EXTRACTED ENTRIES ▸
use chrono::NaiveDate;
use uuid::Uuid;

use crate::errors::CoreError;
use crate::models::account::Account;
use crate::models::asset::Asset;
use crate::models::bond::PrincipalPayment;
use crate::models::projection::ProjectedEvent;
use crate::models::recurring::RecurringTransaction;
use crate::models::transaction::TransactionType;
use crate::util::floating::fix_rounding_error;

/// Upper bound on events walked for one asset or recurring schedule.
pub const MAX_SCHEDULE_ITERATIONS: usize = 10_000;

/// The next cash event of a bond or P2P loan.
#[derive(Debug, Clone, PartialEq)]
pub enum BondEvent {
    Coupon(NaiveDate),
    Principal(PrincipalPayment),
}

impl BondEvent {
    pub fn date(&self) -> NaiveDate {
        match self {
            BondEvent::Coupon(date) => *date,
            BondEvent::Principal(payment) => payment.date,
        }
    }
}

/// The bond event the periodic check should execute on `today`: a due
/// coupon first, so it accrues on the principal outstanding before any
/// repayment, then a due principal payment.
pub fn next_due_bond_event(asset: &Asset, today: NaiveDate) -> Option<BondEvent> {
    let terms = asset.bond_terms()?;
    if let Some(coupon) = terms.next_interest_date().filter(|c| *c <= today) {
        return Some(BondEvent::Coupon(coupon));
    }
    terms
        .next_principal_payment()
        .filter(|p| p.date <= today)
        .map(BondEvent::Principal)
}

/// Cash flow for `event`, computed against the asset's current terms.
pub fn bond_event(account_id: Uuid, asset: &Asset, event: &BondEvent) -> ProjectedEvent {
    match event {
        BondEvent::Coupon(date) => ProjectedEvent {
            date: *date,
            tx_type: TransactionType::Interest,
            account_id,
            asset_id: asset.id,
            description: format!("{} coupon", asset.description),
            amount: asset.payable_interest_at_date(*date),
            rate: 1.0,
            currency: asset.currency.clone(),
            withholding_tax: asset.withholding_tax_at_date(*date),
            recurring_id: None,
        },
        BondEvent::Principal(payment) => ProjectedEvent {
            date: payment.date,
            tx_type: TransactionType::PrincipalPayment,
            account_id,
            asset_id: asset.id,
            description: format!("{} principal", asset.description),
            amount: fix_rounding_error(payment.amount * asset.amount_at_date(payment.date)),
            rate: 1.0,
            currency: asset.currency.clone(),
            withholding_tax: 0.0,
            recurring_id: None,
        },
    }
}

/// Pop `event` from the asset's schedule.
pub fn consume_bond_event(asset: &mut Asset, event: &BondEvent) {
    let Some(terms) = asset.bond_terms_mut() else {
        return;
    };
    match event {
        BondEvent::Coupon(_) => {
            terms.consume_interest_payment();
        }
        BondEvent::Principal(payment) => terms.consume_principal_payment(payment),
    }
}

pub fn deposit_interest_event(account_id: Uuid, asset: &Asset) -> Option<ProjectedEvent> {
    let terms = asset.deposit_terms()?;
    Some(ProjectedEvent {
        date: terms.maturity_date,
        tx_type: TransactionType::Interest,
        account_id,
        asset_id: asset.id,
        description: format!("{} interest", asset.description),
        amount: asset.deposit_payable_interest(),
        rate: 1.0,
        currency: asset.currency.clone(),
        withholding_tax: asset.deposit_withholding_tax(),
        recurring_id: None,
    })
}

pub fn deposit_liquidation_event(account_id: Uuid, asset: &Asset) -> Option<ProjectedEvent> {
    let terms = asset.deposit_terms()?;
    Some(ProjectedEvent {
        date: terms.maturity_date,
        tx_type: TransactionType::DepositLiquidation,
        account_id,
        asset_id: asset.id,
        description: format!("{} liquidation", asset.description),
        amount: asset.amount,
        rate: 1.0,
        currency: asset.currency.clone(),
        withholding_tax: 0.0,
        recurring_id: None,
    })
}

/// Derives future cash flows from asset terms and recurring templates
/// without touching the stored entities.
pub struct ProjectionService;

impl ProjectionService {
    pub fn new() -> Self {
        Self
    }

    /// Every remaining coupon and principal event of a bond or P2P loan, up
    /// to `until` when given. Works on a copy of the asset.
    ///
    /// Each round pays the next coupon, then the next principal payment if
    /// it is dated before the coupon that follows.
    pub fn bond_events(
        &self,
        account_id: Uuid,
        asset: &Asset,
        until: Option<NaiveDate>,
    ) -> Result<Vec<ProjectedEvent>, CoreError> {
        let mut bond = asset.clone();
        let mut events = Vec::new();
        let emit = |bond: &mut Asset, event: BondEvent, events: &mut Vec<ProjectedEvent>| {
            let projected = bond_event(account_id, bond, &event);
            if until.map_or(true, |u| projected.date <= u) {
                events.push(projected);
            }
            consume_bond_event(bond, &event);
        };

        for _ in 0..MAX_SCHEDULE_ITERATIONS {
            let Some(terms) = bond.bond_terms() else {
                return Ok(events);
            };
            let coupon = terms.next_interest_date();
            let principal = terms.next_principal_payment();
            // Both schedules are date ordered, so nothing further can fall
            // inside the window.
            if let Some(u) = until {
                let past = |date: Option<NaiveDate>| date.map_or(true, |d| d > u);
                if past(coupon) && past(principal.as_ref().map(|p| p.date)) {
                    return Ok(events);
                }
            }

            // The coupon is paid on the principal outstanding before this
            // round's repayment.
            let mut progressed = false;
            if let Some(date) = coupon {
                emit(&mut bond, BondEvent::Coupon(date), &mut events);
                progressed = true;
            }

            let Some(terms) = bond.bond_terms() else {
                return Ok(events);
            };
            let next_coupon = terms.next_interest_date();
            if let Some(payment) = terms.next_principal_payment() {
                if next_coupon.map_or(true, |c| payment.date < c) {
                    emit(&mut bond, BondEvent::Principal(payment), &mut events);
                    progressed = true;
                }
            }

            if !progressed {
                return Ok(events);
            }
        }
        Err(CoreError::ScheduleLimitExceeded {
            asset: asset.description.clone(),
            iterations: MAX_SCHEDULE_ITERATIONS,
        })
    }

    /// Events at the deposit's maturity: interest only when it renews and
    /// pays out, nothing when it renews and capitalizes, liquidation then
    /// interest when it does not renew.
    pub fn deposit_events(&self, account_id: Uuid, asset: &Asset) -> Vec<ProjectedEvent> {
        let Some(terms) = asset.deposit_terms() else {
            return Vec::new();
        };
        match (terms.auto_renew, terms.capitalize) {
            (true, true) => Vec::new(),
            (true, false) => deposit_interest_event(account_id, asset).into_iter().collect(),
            (false, _) => deposit_liquidation_event(account_id, asset)
                .into_iter()
                .chain(deposit_interest_event(account_id, asset))
                .collect(),
        }
    }

    /// Occurrences of a recurring template up to and including `until`.
    pub fn recurring_occurrences(
        &self,
        rt: &RecurringTransaction,
        until: NaiveDate,
    ) -> Result<Vec<ProjectedEvent>, CoreError> {
        if rt.inactive {
            return Ok(Vec::new());
        }
        let mut schedule = rt.clone();
        let mut events = Vec::new();
        while schedule.tx.date.date_naive() <= until {
            if events.len() >= MAX_SCHEDULE_ITERATIONS {
                return Err(CoreError::ScheduleLimitExceeded {
                    asset: rt.tx.description.clone(),
                    iterations: MAX_SCHEDULE_ITERATIONS,
                });
            }
            let tx = &schedule.tx;
            events.push(ProjectedEvent {
                date: tx.date.date_naive(),
                tx_type: tx.tx_type,
                account_id: tx.account_id,
                asset_id: tx.asset_id,
                description: tx.description.clone(),
                amount: tx.amount,
                rate: tx.rate,
                currency: tx.currency.clone(),
                withholding_tax: tx.withholding_tax,
                recurring_id: Some(rt.id),
            });
            if !schedule.advance() {
                break;
            }
        }
        Ok(events)
    }

    /// Everything scheduled up to `until` across all accounts and recurring
    /// templates, sorted by date.
    pub fn upcoming(
        &self,
        accounts: &[Account],
        recurring: &[RecurringTransaction],
        until: NaiveDate,
    ) -> Result<Vec<ProjectedEvent>, CoreError> {
        let mut events = Vec::new();
        for account in accounts {
            for asset in &account.assets {
                if asset.pending_delete {
                    continue;
                }
                if asset.bond_terms().is_some() {
                    events.extend(self.bond_events(account.id, asset, Some(until))?);
                } else if asset
                    .deposit_terms()
                    .is_some_and(|t| t.maturity_date <= until)
                {
                    events.extend(self.deposit_events(account.id, asset));
                }
            }
        }
        for rt in recurring {
            events.extend(self.recurring_occurrences(rt, until)?);
        }
        events.sort_by_key(|e| e.date);
        Ok(events)
    }
}

impl Default for ProjectionService {
    fn default() -> Self {
        Self::new()
    }
}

THE TASK ▸ The answer is the run of lines above from the line containing "events.push(projected);" through the line containing "(true, false) =>", copied exactly and alone.

ANSWER AREA ▸
                events.push(projected);
            }
            consume_bond_event(bond, &event);
        };

        for _ in 0..MAX_SCHEDULE_ITERATIONS {
            let Some(terms) = bond.bond_terms() else {
                return Ok(events);
            };
            let coupon = terms.next_interest_date();
            let principal = terms.next_principal_payment();
            // Both schedules are date ordered, so nothing further can fall
            // inside the window.
            if let Some(u) = until {
                let past = |date: Option<NaiveDate>| date.map_or(true, |d| d > u);
                if past(coupon) && past(principal.as_ref().map(|p| p.date)) {
                    return Ok(events);
                }
            }

            // The coupon is paid on the principal outstanding before this
            // round's repayment.
            let mut progressed = false;
            if let Some(date) = coupon {
                emit(&mut bond, BondEvent::Coupon(date), &mut events);
                progressed = true;
            }

            let Some(terms) = bond.bond_terms() else {
                return Ok(events);
            };
            let next_coupon = terms.next_interest_date();
            if let Some(payment) = terms.next_principal_payment() {
                if next_coupon.map_or(true, |c| payment.date < c) {
                    emit(&mut bond, BondEvent::Principal(payment), &mut events);
                    progressed = true;
                }
            }

            if !progressed {
                return Ok(events);
            }
        }
        Err(CoreError::ScheduleLimitExceeded {
            asset: asset.description.clone(),
            iterations: MAX_SCHEDULE_ITERATIONS,
        })
    }

    /// Events at the deposit's maturity: interest only when it renews and
    /// pays out, nothing when it renews and capitalizes, liquidation then
    /// interest when it does not renew.
    pub fn deposit_events(&self, account_id: Uuid, asset: &Asset) -> Vec<ProjectedEvent> {
        let Some(terms) = asset.deposit_terms() else {
            return Vec::new();
        };
        match (terms.auto_renew, terms.capitalize) {
            (true, true) => Vec::new(),
            (true, false) => deposit_interest_event(account_id, asset).into_iter().collect(),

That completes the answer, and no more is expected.